**Exercise goal:** Every line between the top of the data below and the line with "pub fn is_connecting(&self, address: &ServerAddress)", both ends included, must be retyped exactly.

Records drawn from a dataset
impl<H: CommandHandler> ConnectionManager<H> {
    pub fn new(addresses: Vec<ServerAddress>, settings: ManagerSettings, logger: Arc<Logger>) -> Self {
        let mut unique = Vec::with_capacity(addresses.len());
        for address in addresses {
            if !unique.contains(&address) {
                unique.push(address);
            }
        }

        Self {
            addresses: unique,
            sessions: HashMap::new(),
            connecting: HashMap::new(),
            failed_attempts: HashMap::new(),
            settings,
            next_connection_id: 1,
            logger,
        }
    }

    pub fn addresses(&self) -> &[ServerAddress] {
        &self.addresses
    }

    pub fn settings(&self) -> &ManagerSettings {
        &self.settings
    }

    pub fn is_connected(&self, address: &ServerAddress) -> bool {
        self.sessions.contains_key(address)
    }

    pub fn is_connecting(&self, address: &ServerAddress) -> bool {
        self.connecting.contains_key(address)
    }

    pub fn has_pending_connects(&self) -> bool {
        !self.connecting.is_empty()
    }

    pub fn session(&self, address: &ServerAddress) -> Option<&Session<H>> {
        self.sessions.get(address)
    }

    pub fn session_by_id_mut(&mut self, connection_id: ConnectionId) -> Option<&mut Session<H>> {
        self.sessions
            .values_mut()
            .find(|session| session.connection.id() == connection_id)
    }

    pub fn sessions(&self) -> impl Iterator<Item = &Session<H>> {
        self.sessions.values()
    }

    pub fn sessions_mut(&mut self) -> impl Iterator<Item = &mut Session<H>> {
        self.sessions.values_mut()
    }

    /// Starts opening `address` unless it is already live or on its way.
    /// Returns true only for a live session; a connect that cannot finish
    /// right away completes in a later [`ConnectionManager::poll_once`]. A
    /// failed attempt is not retried before the reconnect interval.
    pub fn attempt_connect(&mut self, address: &ServerAddress, context: &mut H::Context) -> bool {
        if self.sessions.contains_key(address) {
            return true;
        }
        if self.connecting.contains_key(address) {
            return false;
        }
        if let Some(failed_at) = self.failed_attempts.get(address) {
            if failed_at.elapsed() < self.settings.reconnect_interval {
                return false;
            }
        }

        let connection_id = self.next_connection_id;
        self.next_connection_id += 1;

        let mut connection = Connection::new(
            connection_id,
            address.clone(),
            self.settings.codec,
            self.settings.connect_timeout,
        );
        match connection.start_connect() {
            Ok(ConnectProgress::Connected) => self.establish(connection, context),
            Ok(ConnectProgress::InProgress) => {
                self.connecting.insert(address.clone(), connection);
                false
            }
            Err(error) => {
                self.record_connect_failure(address, &error);
                false
            }
        }
    }

    fn establish(&mut self, mut connection: Connection, context: &mut H::Context) -> bool {
        let address = connection.address().clone();
        let connection_id = connection.id();
        let mut handler = H::create(connection_id, context);
        let handshake = handler
            .on_connected(&mut connection, context)
            .and_then(|()| {
                connection.flush_pending()?;
                Ok(())
            });
        if let Err(error) = handshake {
            self.logger.warn(
                Some(LOG_CONTEXT),
                &format!("initial handshake with {address} failed: {error}"),
            );
            connection.close();
            handler.on_teardown(connection_id, context);
            self.failed_attempts.insert(address, Instant::now());
            return false;
        }

        self.failed_attempts.remove(&address);
        self.logger.log(
            LogLevel::Info,
            Some(LOG_CONTEXT),
            "Connected to job server",
            Some(json!({
                "address": address.to_string(),
                "connection_id": connection_id,
            })),
        );
        self.sessions.insert(address, Session { connection, handler });
        true
    }

    fn record_connect_failure(&mut self, address: &ServerAddress, error: &ConnectionError) {
        self.logger.warn(Some(LOG_CONTEXT), &error.to_string());
        self.failed_attempts.insert(address.clone(), Instant::now());
    }

    /// Finishes a connect whose socket reported readiness. Returns whether a
    /// session was established.
    fn complete_connect(&mut self, address: &ServerAddress, context: &mut H::Context) -> bool {
        let Some(mut connection) = self.connecting.remove(address) else {
            return false;
        };

        match connection.finish_connect() {
            Ok(ConnectProgress::Connected) => self.establish(connection, context),
            Ok(ConnectProgress::InProgress) => {
                self.connecting.insert(address.clone(), connection);
                false
            }
            Err(error) => {
                self.record_connect_failure(address, &error);
                false
            }
        }
    }

    fn expire_connect_attempts(&mut self) {
        let mut expired = Vec::new();
        for (address, connection) in &mut self.connecting {
            if let Err(error) = connection.check_connect_timeout() {
                expired.push((address.clone(), error));
            }
        }

        for (address, error) in expired {
            self.connecting.remove(&address);
            self.record_connect_failure(&address, &error);
        }
    }

    /// Attempts every configured address and returns the live ones in a
    /// freshly shuffled order.
    pub fn live_connections(&mut self, context: &mut H::Context) -> Vec<ServerAddress> {
        let mut candidates = self.addresses.clone();
        candidates.shuffle(&mut rand::thread_rng());

        candidates
            .into_iter()
            .filter(|address| self.attempt_connect(address, context))
            .collect()
    }

    /// One readiness pass over `addresses` and every connect in flight,
    /// blocking at most `timeout`. Returns whether any read, write, new
    /// session or handler progress happened.
    pub fn poll_once(
        &mut self,
        addresses: &[ServerAddress],
        timeout: Duration,
        context: &mut H::Context,
    ) -> Result<bool, ManagerError> {
        self.expire_connect_attempts();

        let mut any_activity = false;
        for (address, target, revents) in self.wait_for_readiness(addresses, timeout)? {
            match target {
                PollTarget::Connect => any_activity |= self.complete_connect(&address, context),
                PollTarget::Session => match self.service(&address, revents, context) {
                    Ok(activity) => any_activity |= activity,
                    Err(error) => {
                        self.fail_session(&address, error, context)?;
                        any_activity = true;
                    }
                },
            }
        }

        any_activity |= self.resume_handlers(addresses, context)?;
        Ok(any_activity)
    }

    fn wait_for_readiness(
        &self,
        addresses: &[ServerAddress],
        timeout: Duration,
    ) -> Result<Vec<(ServerAddress, PollTarget, PollFlags)>, ManagerError> {
        let mut polled = Vec::with_capacity(addresses.len() + self.connecting.len());
        let mut fds = Vec::with_capacity(polled.capacity());
        for address in addresses {
            let Some(session) = self.sessions.get(address) else {
                continue;
            };
            let Some(stream) = session.connection.stream() else {
                continue;
            };

            let mut events = PollFlags::POLLIN;
            if session.connection.has_pending_output() {
                events |= PollFlags::POLLOUT;
            }
            polled.push((address.clone(), PollTarget::Session));
            fds.push(PollFd::new(stream.as_fd(), events));
        }

        let mut timeout = timeout;
        for (address, connection) in &self.connecting {
            let Some(stream) = connection.connecting_stream() else {
                continue;
            };
            if let Some(left) = connection.connect_time_left() {
                timeout = timeout.min(left);
            }
            polled.push((address.clone(), PollTarget::Connect));
            fds.push(PollFd::new(stream.as_fd(), PollFlags::POLLOUT));
        }

        if fds.is_empty() {
            return Ok(Vec::new());
        }

        match poll(&mut fds, poll_timeout_for(timeout)) {
            Ok(0) | Err(Errno::EINTR) => return Ok(Vec::new()),
            Ok(_) => {}
            Err(errno) => return Err(ManagerError::Poll(errno)),
        }

        let ready = fds
            .iter()
            .map(|fd| fd.revents().unwrap_or(PollFlags::empty()))
            .zip(polled)
            .filter(|(revents, _)| !revents.is_empty())
            .map(|(revents, (address, target))| (address, target, revents))
            .collect();
        Ok(ready)
    }

    fn service(
        &mut self,
        address: &ServerAddress,
        revents: PollFlags,
        context: &mut H::Context,
    ) -> Result<bool, HandlerError> {
        let Some(Session {
            connection,
            handler,
        }) = self.sessions.get_mut(address)
        else {
            return Ok(false);
        };

        let mut activity = false;
        if revents.intersects(PollFlags::POLLIN | PollFlags::POLLHUP | PollFlags::POLLERR) {
            for packet in connection.drain_and_decode()? {
                if self.logger.enabled(LogLevel::Verbose) {
                    self.logger.log(
                        LogLevel::Verbose,
                        Some(LOG_CONTEXT),
                        "Received command",
                        Some(json!({
                            "address": address.to_string(),
                            "command": packet.command.name(),
                        })),
                    );
                }
                handler.handle_command(packet, connection, context)?;
                activity = true;
            }
        }

        if connection.has_pending_output() {
            activity |= connection.flush_pending()? > 0;
        }

        Ok(activity)
    }

    fn resume_handlers(
        &mut self,
        addresses: &[ServerAddress],
        context: &mut H::Context,
    ) -> Result<bool, ManagerError> {
        let mut any_activity = false;
        for address in addresses {
            let Some(Session {
                connection,
                handler,
            }) = self.sessions.get_mut(address)
            else {
                continue;
            };

            let outcome = handler.resume(connection, context).and_then(|resumed| {
                if connection.has_pending_output() {
                    connection.flush_pending()?;
                }
                Ok(resumed)
            });
            match outcome {
                Ok(resumed) => any_activity |= resumed,
                Err(error) => {
                    self.fail_session(address, error, context)?;
                    any_activity = true;
                }
            }
        }

        Ok(any_activity)
    }

    fn fail_session(
        &mut self,
        address: &ServerAddress,
        error: HandlerError,
        context: &mut H::Context,
    ) -> Result<(), ManagerError> {
        self.logger.warn(
            Some(LOG_CONTEXT),
            &format!("closing connection to {address}: {error}"),
        );
        self.close_connection(address, context);
        self.failed_attempts.insert(address.clone(), Instant::now());

        match error {
            HandlerError::InvariantViolation { message } => Err(ManagerError::InvariantViolation {
                address: address.clone(),
                message,
            }),
            _ => Ok(()),
        }
    }

    /// Closes one session and runs its handler's teardown hook. A connect
    /// still in flight to `address` is abandoned.
    pub fn close_connection(&mut self, address: &ServerAddress, context: &mut H::Context) -> bool {
        if let Some(mut pending) = self.connecting.remove(address) {
            pending.close();
        }
        let Some(mut session) = self.sessions.remove(address) else {
            return false;
        };

        let connection_id = session.connection.id();
        session.connection.close();
        session.handler.on_teardown(connection_id, context);
        true
    }

    /// Closes every session that is live right now.
    pub fn close_all(&mut self, context: &mut H::Context) {
        for (_, mut pending) in self.connecting.drain() {
            pending.close();
        }
        let live = self.sessions.keys().cloned().collect::<Vec<_>>();
        for address in &live {
            self.close_connection(address, context);
        }
        if !live.is_empty() {
            self.logger.info(
                Some(LOG_CONTEXT),
                &format!("closed {} job server connection(s)", live.len()),
            );
        }
    }
}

**Result of this exercise:**
impl<H: CommandHandler> ConnectionManager<H> {
    pub fn new(addresses: Vec<ServerAddress>, settings: ManagerSettings, logger: Arc<Logger>) -> Self {
        let mut unique = Vec::with_capacity(addresses.len());
        for address in addresses {
            if !unique.contains(&address) {
                unique.push(address);
            }
        }

        Self {
            addresses: unique,
            sessions: HashMap::new(),
            connecting: HashMap::new(),
            failed_attempts: HashMap::new(),
            settings,
            next_connection_id: 1,
            logger,
        }
    }

    pub fn addresses(&self) -> &[ServerAddress] {
        &self.addresses
    }

    pub fn settings(&self) -> &ManagerSettings {
        &self.settings
    }

    pub fn is_connected(&self, address: &ServerAddress) -> bool {
        self.sessions.contains_key(address)
    }

    pub fn is_connecting(&self, address: &ServerAddress) -> bool {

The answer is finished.